The book attacks the framework of the settlement act: the corporations. ``The Native corporations were created by a reversal of the usual process whereby some individuals notice an economic opportunity, then organize to exploit it by forming a corporation and then [look] for capital,'' writes Berger. The village corporations are failing, not because they are run by natives, but because ``in most villages, no commercial business could have succeeded. . . .''

Berger constructs a careful and persuasive case for reforming the legal arrangements regarding native land titles, hunting and fishing, and self-government. He provides a lay reader with the background he needs to comprehend the book's conclusions, which call for strengthening tribal government and transferring much of the native-owned land to tribal governments.

The recommendations, especially regarding hunting and fishing rights, would require radical revisions of ANCSA, the subsistence provisions of ANILCA (the Alaska National Interest Lands Conservation Act of 1980), and the Alaska subsistence law of 1978. Berger would rework the basic agreements struck in Congress and in the state Legislature that give a ``subsistence preference'' to non-natives as well as natives. Subsistence remains one of the most complex and heated issues in Alaska, and this book is sure to stir more controversy.

Unfortunately, even if all Berger's recommendations were followed, the problems of village Alaska would not end. Instead of large-scale natural resource development, Berger advocates strengthening reliance on noncommercial hunting and fishing. But subsistence cannot support the rapidly increasing native population, nor can it satisfy the upscale expectations of many native Alaskans.

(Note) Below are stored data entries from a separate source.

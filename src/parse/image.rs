// src/parse/image.rs

//! Image reference parsing.
//!
//! Accepted forms:
//!
//! ```text
//! repo
//! repo:tag
//! registry[:port]/repo
//! registry[:port]/repo:tag
//! ```
//!
//! A `:tag` suffix only counts when it appears after the last `/`, so the
//! port in `localhost:5000/app` is never mistaken for a tag. The segment
//! before the first `/` is a registry host when it contains a `.` or a `:`.

use std::fmt;
use std::str::FromStr;

use crate::auth::{CredentialTable, RegistryCredentials};
use crate::errors::{Result, RunJobError};

/// Tag used when the reference does not carry one.
pub const DEFAULT_TAG: &str = "latest";

/// A parsed `[registry[:port]/]repo[:tag]` reference.
///
/// `repository` is the name the engine pulls, so it keeps the registry
/// prefix: `quay.io:5000/srcd/rest:qux` has registry `quay.io:5000` and
/// repository `quay.io:5000/srcd/rest`.
#[derive(Debug, Clone, PartialEq, Eq)]
pub struct ImageReference {
    pub registry: String,
    pub repository: String,
    pub tag: String,
}

impl ImageReference {
    pub fn has_registry(&self) -> bool {
        !self.registry.is_empty()
    }

    /// Credentials for this reference's registry, if the table has any.
    ///
    /// References without a registry are pulled unauthenticated.
    pub fn credentials<'a>(&self, table: &'a CredentialTable) -> Option<&'a RegistryCredentials> {
        if !self.has_registry() {
            return None;
        }
        table.lookup(&self.registry)
    }
}

impl fmt::Display for ImageReference {
    fn fmt(&self, f: &mut fmt::Formatter<'_>) -> fmt::Result {
        write!(f, "{}:{}", self.repository, self.tag)
    }
}

impl FromStr for ImageReference {
    type Err = RunJobError;

    fn from_str(s: &str) -> Result<Self> {
        parse_image_reference(s)
    }
}

pub fn parse_image_reference(image: &str) -> Result<ImageReference> {
    let image = image.trim();
    let invalid = || RunJobError::SpecParse {
        kind: "image",
        entry: image.to_string(),
        expected: "[registry[:port]/]repo[:tag]",
    };

    let last_slash = image.rfind('/');
    let (repository, tag) = match image.rfind(':') {
        Some(colon) if last_slash.is_none_or(|slash| colon > slash) => {
            (&image[..colon], &image[colon + 1..])
        }
        _ => (image, DEFAULT_TAG),
    };

    if repository.is_empty() || tag.is_empty() {
        return Err(invalid());
    }

    let (registry, path) = match repository.split_once('/') {
        Some((host, rest)) if host.contains('.') || host.contains(':') => (host, rest),
        _ => ("", repository),
    };

    // Only the registry may carry a port; digests are not supported.
    if path.is_empty() || path.contains([':', '@']) {
        return Err(invalid());
    }

    Ok(ImageReference {
        registry: registry.to_string(),
        repository: repository.to_string(),
        tag: tag.to_string(),
    })
}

Hunting and fishing today are highly dependent on cash for snowmobiles, boats, fuel, and ammunition. Berger has no prescription for the infusion of income needed to continue subsistence, nor does he offer options for diverse life styles. But these shortcomings do not detract from the importance of the book. The proposals would secure native Alaskans' most essential asset -- land -- for future generations.

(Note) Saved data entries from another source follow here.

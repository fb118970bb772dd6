// src/container/docker.rs

//! `ContainerEngine` backed by the Docker Engine API via `bollard`.

use std::collections::HashMap;

use bollard::Docker;
use bollard::auth::DockerCredentials;
use bollard::container::{
    Config, CreateContainerOptions, InspectContainerOptions, RemoveContainerOptions,
    StartContainerOptions,
};
use bollard::errors::Error as BollardError;
use bollard::image::CreateImageOptions;
use bollard::models::HostConfig;
use bollard::network::{ConnectNetworkOptions, ListNetworksOptions};
use futures_util::TryStreamExt;
use tracing::{debug, info};

use super::{
    ContainerEngine, ContainerSpec, ContainerStatus, EngineError, EngineFuture, NetworkSummary,
};
use crate::auth::RegistryCredentials;
use crate::parse::ImageReference;

/// Docker engine client.
///
/// Cloning is cheap and clones share the underlying connection pool, so one
/// engine can serve any number of concurrent job runs.
#[derive(Debug, Clone)]
pub struct DockerEngine {
    docker: Docker,
}

impl DockerEngine {
    /// Connect using the local defaults (unix socket or named pipe, or
    /// whatever `DOCKER_HOST` points at).
    pub fn connect() -> Result<Self, EngineError> {
        let docker = Docker::connect_with_local_defaults()?;
        info!("connected to docker engine");
        Ok(Self { docker })
    }
}

impl ContainerEngine for DockerEngine {
    fn pull_image<'a>(
        &'a self,
        image: &'a ImageReference,
        credentials: Option<&'a RegistryCredentials>,
    ) -> EngineFuture<'a, ()> {
        Box::pin(async move {
            let options = CreateImageOptions {
                from_image: image.repository.clone(),
                tag: image.tag.clone(),
                ..Default::default()
            };

            let mut stream = std::pin::pin!(self.docker.create_image(
                Some(options),
                None,
                credentials.map(docker_credentials),
            ));

            while let Some(progress) = stream.try_next().await? {
                if let Some(status) = progress.status {
                    debug!(image = %image, %status, "pull progress");
                }
            }

            Ok(())
        })
    }

    fn create_container<'a>(&'a self, spec: &'a ContainerSpec) -> EngineFuture<'a, String> {
        Box::pin(async move {
            let binds: Vec<String> = spec.mounts.iter().map(|m| m.to_bind()).collect();

            let config = Config {
                image: Some(spec.image.clone()),
                user: Some(spec.user.clone()),
                tty: Some(spec.tty),
                cmd: (!spec.argv.is_empty()).then(|| spec.argv.clone()),
                env: Some(spec.env.iter().map(|e| e.as_str().to_string()).collect()),
                attach_stdin: Some(false),
                attach_stdout: Some(true),
                attach_stderr: Some(true),
                host_config: Some(HostConfig {
                    binds: (!binds.is_empty()).then_some(binds),
                    ..Default::default()
                }),
                ..Default::default()
            };

            let response = self
                .docker
                .create_container(None::<CreateContainerOptions<String>>, config)
                .await?;

            Ok(response.id)
        })
    }

    fn list_networks<'a>(&'a self, name: &'a str) -> EngineFuture<'a, Vec<NetworkSummary>> {
        Box::pin(async move {
            let mut filters = HashMap::new();
            filters.insert("name".to_string(), vec![name.to_string()]);

            let networks = self
                .docker
                .list_networks(Some(ListNetworksOptions { filters }))
                .await?;

            Ok(networks
                .into_iter()
                .filter_map(|n| {
                    Some(NetworkSummary {
                        id: n.id?,
                        name: n.name.unwrap_or_default(),
                    })
                })
                .collect())
        })
    }

    fn connect_network<'a>(
        &'a self,
        network_id: &'a str,
        container_id: &'a str,
    ) -> EngineFuture<'a, ()> {
        Box::pin(async move {
            let options = ConnectNetworkOptions {
                container: container_id.to_string(),
                endpoint_config: Default::default(),
            };
            self.docker.connect_network(network_id, options).await?;
            Ok(())
        })
    }

    fn start_container<'a>(&'a self, container_id: &'a str) -> EngineFuture<'a, ()> {
        Box::pin(async move {
            self.docker
                .start_container(container_id, None::<StartContainerOptions<String>>)
                .await?;
            Ok(())
        })
    }

    fn inspect_container<'a>(
        &'a self,
        container_id: &'a str,
    ) -> EngineFuture<'a, ContainerStatus> {
        Box::pin(async move {
            let response = self
                .docker
                .inspect_container(container_id, None::<InspectContainerOptions>)
                .await
                .map_err(|e| match e {
                    BollardError::DockerResponseServerError {
                        status_code: 404, ..
                    } => EngineError::NotFound(container_id.to_string()),
                    other => EngineError::Docker(other),
                })?;

            let state = response.state.unwrap_or_default();
            Ok(ContainerStatus {
                running: state.running.unwrap_or(false),
                // No recorded exit code is reported the same way the engine
                // reports a killed process.
                exit_code: state.exit_code.unwrap_or(-1),
            })
        })
    }

    fn remove_container<'a>(&'a self, container_id: &'a str) -> EngineFuture<'a, ()> {
        Box::pin(async move {
            self.docker
                .remove_container(
                    container_id,
                    Some(RemoveContainerOptions {
                        force: true,
                        ..Default::default()
                    }),
                )
                .await?;
            Ok(())
        })
    }
}

fn docker_credentials(credentials: &RegistryCredentials) -> DockerCredentials {
    DockerCredentials {
        username: Some(credentials.username.clone()),
        password: Some(credentials.password.clone()),
        email: credentials.email.clone(),
        serveraddress: Some(credentials.server_address.clone()),
        identitytoken: credentials.identity_token.clone(),
        ..Default::default()
    }
}
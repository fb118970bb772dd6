// src/auth.rs

//! Registry credential table.
//!
//! The table is loaded once at startup from a Docker client config file and
//! is read-only afterwards. It is passed explicitly to whoever needs it.
//!
//! Two file layouts are understood:
//!
//! ```json
//! { "auths": { "quay.io": { "auth": "dXNlcjpwYXNz", "email": "me@example.com" } } }
//! ```
//!
//! and the legacy `~/.dockercfg` layout, which is the inner `auths` map on
//! its own.

use std::collections::HashMap;
use std::path::{Path, PathBuf};

use base64::Engine as _;
use base64::engine::general_purpose::STANDARD;
use serde::Deserialize;
use tracing::{debug, info};

use crate::errors::{Result, RunJobError};
use crate::fs::FileSystem;

/// Credentials for one registry host.
#[derive(Clone, PartialEq, Eq)]
pub struct RegistryCredentials {
    pub username: String,
    pub password: String,
    pub email: Option<String>,
    pub identity_token: Option<String>,
    pub server_address: String,
}

// Hand-written so passwords and tokens never end up in logs.
impl std::fmt::Debug for RegistryCredentials {
    fn fmt(&self, f: &mut std::fmt::Formatter<'_>) -> std::fmt::Result {
        f.debug_struct("RegistryCredentials")
            .field("username", &self.username)
            .field("server_address", &self.server_address)
            .finish_non_exhaustive()
    }
}

#[derive(Debug, Default, Deserialize)]
struct AuthEntry {
    #[serde(default)]
    auth: Option<String>,
    #[serde(default)]
    username: Option<String>,
    #[serde(default)]
    password: Option<String>,
    #[serde(default)]
    email: Option<String>,
    #[serde(default)]
    identitytoken: Option<String>,
}

/// Registry host → credentials.
#[derive(Debug, Clone, Default)]
pub struct CredentialTable {
    entries: HashMap<String, RegistryCredentials>,
}

impl CredentialTable {
    pub fn new() -> Self {
        Self::default()
    }

    pub fn insert(&mut self, registry: &str, credentials: RegistryCredentials) {
        self.entries.insert(normalize_registry(registry), credentials);
    }

    pub fn lookup(&self, registry: &str) -> Option<&RegistryCredentials> {
        self.entries.get(&normalize_registry(registry))
    }

    pub fn len(&self) -> usize {
        self.entries.len()
    }

    pub fn is_empty(&self) -> bool {
        self.entries.is_empty()
    }

    /// Parse the contents of a Docker config file (either layout).
    pub fn from_docker_config(contents: &str) -> Result<Self> {
        let invalid = |e: serde_json::Error| {
            RunJobError::ConfigError(format!("invalid docker config: {e}"))
        };

        let mut value: serde_json::Value = serde_json::from_str(contents).map_err(invalid)?;
        let auths_section = value.as_object_mut().and_then(|obj| obj.remove("auths"));
        let auths: HashMap<String, AuthEntry> = match auths_section {
            Some(auths) => serde_json::from_value(auths).map_err(invalid)?,
            // Legacy layout, or a config that only names a credential store.
            None => serde_json::from_value(value).unwrap_or_default(),
        };

        let mut table = Self::new();
        for (server, entry) in auths {
            if let Some(credentials) = decode_entry(&server, entry)? {
                table.insert(&server, credentials);
            }
        }
        Ok(table)
    }

    /// Load the table from `path`. A missing file yields an empty table.
    pub fn load(fs: &dyn FileSystem, path: &Path) -> Result<Self> {
        if !fs.is_file(path) {
            debug!(path = %path.display(), "no docker config found; pulls are unauthenticated");
            return Ok(Self::new());
        }

        let contents = fs.read_to_string(path)?;
        let table = Self::from_docker_config(&contents)?;
        info!(
            path = %path.display(),
            registries = table.len(),
            "loaded registry credentials"
        );
        Ok(table)
    }

    /// Default location of the Docker client config.
    ///
    /// `$DOCKER_CONFIG/config.json`, then `$HOME/.docker/config.json`, then
    /// the legacy `$HOME/.dockercfg`.
    pub fn default_path(fs: &dyn FileSystem) -> Option<PathBuf> {
        if let Ok(dir) = std::env::var("DOCKER_CONFIG") {
            return Some(PathBuf::from(dir).join("config.json"));
        }

        let home = PathBuf::from(std::env::var("HOME").ok()?);
        let current = home.join(".docker").join("config.json");
        let legacy = home.join(".dockercfg");
        if !fs.is_file(&current) && fs.is_file(&legacy) {
            return Some(legacy);
        }
        Some(current)
    }
}

fn decode_entry(server: &str, entry: AuthEntry) -> Result<Option<RegistryCredentials>> {
    let (username, password) = match (entry.username, entry.password, entry.auth) {
        (Some(user), Some(pass), _) => (user, pass),
        (_, _, Some(auth)) if !auth.is_empty() => {
            let invalid = || RunJobError::ConfigError(format!("invalid auth for registry {server:?}"));
            let decoded = STANDARD.decode(auth.trim()).map_err(|_| invalid())?;
            let decoded = String::from_utf8(decoded).map_err(|_| invalid())?;
            let (user, pass) = decoded.split_once(':').ok_or_else(invalid)?;
            (user.to_string(), pass.to_string())
        }
        // Entries managed by a credential helper carry no inline secret.
        _ if entry.identitytoken.is_none() => return Ok(None),
        _ => (String::new(), String::new()),
    };

    Ok(Some(RegistryCredentials {
        username,
        password,
        email: entry.email.filter(|e| !e.is_empty()),
        identity_token: entry.identitytoken.filter(|t| !t.is_empty()),
        server_address: server.to_string(),
    }))
}

/// `https://quay.io/v1/` and `quay.io` name the same registry.
fn normalize_registry(registry: &str) -> String {
    let host = registry
        .strip_prefix("https://")
        .or_else(|| registry.strip_prefix("http://"))
        .unwrap_or(registry);
    host.split('/').next().unwrap_or(host).to_lowercase()
}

It should be no surprise that ``Village Journey'' falls short of showing how to fix over 150 years of ``bad'' Indian law, as well as all the problems brought to indigenous Arctic communities by contact with whites. Rather than dismiss the recommendations as too radical or insufficient, we need to look further for ways to improve and enhance them.

Gail Osherenko teaches natural resources law and conflict resolution at the Center for Northern Studies in Wolcott, Vt.